On Fri 08-11-24 01:09:54, Asahi Lina wrote:
> On 11/7/24 7:01 PM, Jan Kara wrote:
> > On Wed 06-11-24 11:59:44, Dan Williams wrote:
> >> Jan Kara wrote:
> >> [..]
> >>>> This WARN still feels like the wrong thing, though. Right now it is the
> >>>> only thing in DAX code complaining on a page size/block size mismatch
> >>>> (at least for virtiofs). If this is so important, I feel like there
> >>>> should be a higher level check elsewhere, like something happening at
> >>>> mount time or on file open. It should actually cause the operations to
> >>>> fail cleanly.
> >>>
> >>> That's a fair point. Currently filesystems supporting DAX check for this in
> >>> their mount code because there isn't really a DAX code that would get
> >>> called during mount and would have enough information to perform the check.
> >>> I'm not sure adding a new call just for this check makes a lot of sense.
> >>> But if you have some good place in mind, please tell me.
> >>
> >> Is not the reason that dax_writeback_mapping_range() the only thing
> >> checking ->i_blkbits because 'struct writeback_control' does writeback
> >> in terms of page-index ranges?
> > 
> > To be fair, I don't remember why we've put the assertion specifically into
> > dax_writeback_mapping_range(). But as Dave explained there's much more to
> > this blocksize == pagesize limitation in DAX than just doing writeback in
> > terms of page-index ranges. The whole DAX entry tracking in xarray would
> > have to be modified to properly support other entry sizes than just PTE &
> > PMD sizes because otherwise the entry locking just doesn't provide the
> > guarantees that are expected from filesystems (e.g. you could have parallel
> > modifications happening to a single fs block in pagesize < blocksize case).
> > 
> >> All other dax entry points are filesystem controlled that know the
> >> block-to-pfn-to-mapping relationship.
> >>
> >> Recall that dax_writeback_mapping_range() is historically for pmem
> >> persistence guarantees to make sure that applications write through CPU
> >> cache to media.
> > 
> > Correct.
> > 
> >> Presumably there are no cache coherency concerns with fuse and dax
> >> writes from the guest side are not a risk of being stranded in CPU
> >> cache.
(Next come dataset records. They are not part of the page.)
//! Configuration
//!
//! Typed configuration sections and the figment-based loader.

pub mod loader;
pub mod types;

pub use loader::ConfigLoader;
pub use types::{AppConfig, CacheConfig, IntegrationConfig, LockConfig, LoggingConfig};
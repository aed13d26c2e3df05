//! # Infrastructure Layer
//!
//! Everything between the domain contracts and a running process.
//!
//! ## Module Categories
//!
//! ### Services
//! | Module | Description |
//! |--------|-------------|
//! | [`registry`] | Named singleton services with per-name construction locks |
//! | [`cache`] | Cache client, pipelines, locks, memoization, cache adapter |
//! | [`operations`] | Explicit name → operation table |
//!
//! ### Configuration & Composition
//! | Module | Description |
//! |--------|-------------|
//! | [`config`] | TOML + environment configuration via figment |
//! | [`flags`] | Live integration modes and migration report |
//! | [`di`] | `AppContext` composition root |
//! | [`constants`] | Infrastructure defaults |
//!
//! ### Observability
//! | Module | Description |
//! |--------|-------------|
//! | [`logging`] | Structured logging with tracing |

pub mod cache;
pub mod config;
pub mod constants;
pub mod di;
pub mod error_ext;
pub mod flags;
pub mod logging;
pub mod operations;
pub mod registry;

pub use cache::CacheClient;
pub use di::AppContext;
pub use error_ext::ErrorContext;
pub use flags::{IntegrationFlags, MigrationReport};
pub use registry::ServiceRegistry;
Host side filesystem writeback will take care of them when / if
> >> the guest triggers a storage device cache flush, not a guest page cache
> >> writeback.
> > 
> > I'm not so sure. When you call fsync(2) in the guest on virtiofs file, it
> > should provide persistency guarantees on the file contents even in case of
> > *host* power failure. So if the guest is directly mapping host's page cache
> > pages through virtiofs, filemap_fdatawrite() call in the guest must result
> > in fsync(2) on the host to persist those pages. And as far as I vaguely
> > remember that happens by KVM catching the arch_wb_cache_pmem() calls and
> > issuing fsync(2) on the host. But I could be totally wrong here.
> 
> I don't think that's how it actually works, at least on arm64.
> arch_wb_cache_pmem() calls dcache_clean_pop() which is either dc cvap or
> dc cvac. Those are trapped by HCR_EL2<TPC>, and that is never set by KVM.
> 
> There was some discussion of this here:
> https://lore.kernel.org/all/20190702055937.3ffpwph7anvohmxu@US-160370MP2.local/

I see. Thanks for correcting me.

> But I'm not sure that all really made sense then.
> 
> msync() and fsync() should already provide persistence. Those end up
> calling vfs_fsync_range(), which becomes a FUSE fsync(), which fsyncs
> (or fdatasyncs) the whole file. What I'm not so sure is whether there
> are any other codepaths that also need to provide those guarantees which
> *don't* end up calling fsync on the VFS. For example, the manpages kind
> of imply munmap() syncs, though as far as I can tell that's not actually
> the case. If there are missing sync paths, then I think those might just
> be broken right now...

munmap(2) is not an issue because that has no persistency guarantees in
case of power failure attached to it. Thinking about it some more I agree
that just dropping dax_writeback_mapping_range() from virtiofs should be
safe. The modifications are going to be persisted by the host eventually
(so writeback as such isn't needed) and all crash-safe guarantees are
revolving around calls like fsync(2), sync(2), sync_fs(2) which get passed
by fuse and hopefully acted upon on the host. I'm quite confident with this
because even standard filesystems such as ext4 flush disk caches only in
response to operations like these (plus some in journalling code but that's
a separate story).

								Honza
-- 
Jan Kara <jack@xxxxxxxx>
SUSE Labs, CR